» **Problem details**
The output should be every line below that includes the word "default".
Data section section start
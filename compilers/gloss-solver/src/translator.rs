use std::sync::Arc;

use gloss_parser::Segmenter;
use gloss_protocol::{Lexicon, Token, TokenKind};
use serde::Serialize;
use tracing::{info, instrument};

use crate::config::EngineConfig;
use crate::context::SemanticContext;
use crate::fallback::{AppliedFallback, FallbackOutcome};
use crate::provider::EmbeddingProvider;
use crate::sequence::GlossSequencer;

/// Result of translating one sentence. Glosses are derived from the tokens
/// and recomputed whenever a token's `accepted` flag changes.
#[derive(Debug, Clone, Serialize)]
pub struct Conversion {
    pub tokens: Vec<Token>,
    pub semantic_applied: Vec<AppliedFallback>,
    pub glosses: Vec<String>,
    #[serde(skip)]
    sequencer: GlossSequencer,
}

impl Conversion {
    pub fn new(outcome: FallbackOutcome, sequencer: GlossSequencer) -> Self {
        let glosses = sequencer.build(&outcome.tokens);
        Self {
            tokens: outcome.tokens,
            semantic_applied: outcome.applied,
            glosses,
            sequencer,
        }
    }

    /// Returns false when `index` is out of range.
    pub fn set_accepted(&mut self, index: usize, accepted: bool) -> bool {
        match self.tokens.get_mut(index) {
            Some(token) => {
                token.accepted = accepted;
                self.glosses = self.sequencer.build(&self.tokens);
                true
            }
            None => false,
        }
    }

    /// Lower-cased surface text of tokens nothing resolved.
    pub fn unmatched_words(&self) -> Vec<String> {
        self.tokens
            .iter()
            .filter(|t| t.kind() == TokenKind::Raw)
            .map(|t| t.original.to_lowercase())
            .collect()
    }
}

/// Sentence -> tokens -> semantic fallback -> gloss sequence.
pub struct Translator {
    lexicon: Arc<Lexicon>,
    segmenter: Segmenter,
    semantic: SemanticContext,
    sequencer: GlossSequencer,
}

impl Translator {
    /// Uses the remote provider from `config` when one is configured and
    /// the `remote` feature is on.
    pub fn new(lexicon: Lexicon, config: &EngineConfig) -> Self {
        let provider = remote_provider(config);
        Self::with_provider(lexicon, config, provider)
    }

    pub fn with_provider(
        lexicon: Lexicon,
        config: &EngineConfig,
        provider: Option<Arc<dyn EmbeddingProvider>>,
    ) -> Self {
        let lexicon = Arc::new(lexicon);
        Self {
            segmenter: Segmenter::new(&lexicon),
            semantic: SemanticContext::new(lexicon.clone(), provider, config.min_similarity),
            sequencer: GlossSequencer::new(&lexicon, config.fingerspelling_enabled),
            lexicon,
        }
    }

    pub fn lexicon(&self) -> &Lexicon {
        &self.lexicon
    }

    pub fn semantic(&self) -> &SemanticContext {
        &self.semantic
    }

    pub fn segment(&self, sentence: &str) -> Vec<Token> {
        self.segmenter.segment(sentence)
    }

    #[instrument(skip(self))]
    pub async fn translate(&self, sentence: &str) -> Conversion {
        let tokens = self.segmenter.segment(sentence);
        let outcome = self.semantic.apply_fallback(&tokens).await;
        if !outcome.applied.is_empty() {
            info!("Semantic fallback resolved {} token(s)", outcome.applied.len());
        }
        Conversion::new(outcome, self.sequencer.clone())
    }
}

#[cfg(feature = "remote")]
fn remote_provider(config: &EngineConfig) -> Option<Arc<dyn EmbeddingProvider>> {
    use crate::provider::HttpEmbeddingProvider;
    use std::time::Duration;

    let endpoint = config.embedding_endpoint.as_ref()?;
    let timeout = config.embedding_timeout_secs.map(Duration::from_secs);
    match HttpEmbeddingProvider::new(endpoint.clone(), config.embedding_api_key.clone(), timeout) {
        Ok(provider) => Some(Arc::new(provider)),
        Err(e) => {
            tracing::warn!("Embedding provider disabled: {}", e);
            None
        }
    }
}

#[cfg(not(feature = "remote"))]
fn remote_provider(config: &EngineConfig) -> Option<Arc<dyn EmbeddingProvider>> {
    if config.embedding_endpoint.is_some() {
        tracing::warn!("Embedding endpoint ignored: built without the remote feature");
    }
    None
}

#[cfg(test)]
mod tests {
    use super::*;
    use gloss_protocol::MatchSource;

    fn translator(fingerspelling_enabled: bool) -> Translator {
        let config = EngineConfig {
            fingerspelling_enabled,
            ..EngineConfig::default()
        };
        Translator::new(Lexicon::isl(), &config)
    }

    #[tokio::test]
    async fn test_today_i_am_happy() {
        let conversion = translator(true).translate("today I am happy").await;
        assert_eq!(conversion.glosses, ["today", "happy"]);
        assert_eq!(conversion.tokens.len(), 2);
        assert!(conversion.semantic_applied.is_empty());
    }

    #[tokio::test]
    async fn test_the_pc_is_loud() {
        let conversion = translator(true).translate("the pc is loud").await;
        assert_eq!(conversion.glosses, ["computer", "loud"]);
        assert_eq!(conversion.tokens[0].source(), Some(MatchSource::Alias));
        assert!(conversion.unmatched_words().is_empty());
    }

    #[tokio::test]
    async fn test_semantic_and_raw_tokens() {
        let t = translator(true);
        let mut conversion = t.translate("My computr in the kitchen on Monday").await;
        assert_eq!(conversion.glosses, ["monday", "computer", "kitchen"]);
        assert_eq!(conversion.semantic_applied.len(), 1);
        assert_eq!(conversion.unmatched_words(), ["kitchen"]);
        assert!(t.semantic().is_ready());

        // Rejecting the semantic match recomputes without re-segmenting
        assert!(conversion.set_accepted(0, false));
        assert_eq!(conversion.glosses, ["monday", "kitchen"]);
        assert!(conversion.set_accepted(0, true));
        assert_eq!(conversion.glosses, ["monday", "computer", "kitchen"]);
        assert!(!conversion.set_accepted(10, true));
    }

    #[tokio::test]
    async fn test_fingerspelling_off_drops_raw_words() {
        let conversion = translator(false).translate("kitchen fan").await;
        assert_eq!(conversion.glosses, ["fan"]);
        assert_eq!(conversion.unmatched_words(), ["kitchen"]);
    }

    #[tokio::test]
    async fn test_empty_sentence() {
        let t = translator(true);
        let conversion = t.translate("  ... ").await;
        assert!(conversion.tokens.is_empty());
        assert!(conversion.glosses.is_empty());
        assert!(!t.semantic().is_ready());
    }

    #[test]
    fn test_conversion_serializes_without_sequencer() {
        let sequencer = GlossSequencer::new(&Lexicon::isl(), true);
        let conversion = Conversion::new(FallbackOutcome::default(), sequencer);
        let json = serde_json::to_value(&conversion).unwrap();
        assert!(json.get("sequencer").is_none());
        assert!(json["glosses"].as_array().unwrap().is_empty());
    }
}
Data section section end
» **Written answer**
            ..EngineConfig::default()
        let conversion = Conversion::new(FallbackOutcome::default(), sequencer);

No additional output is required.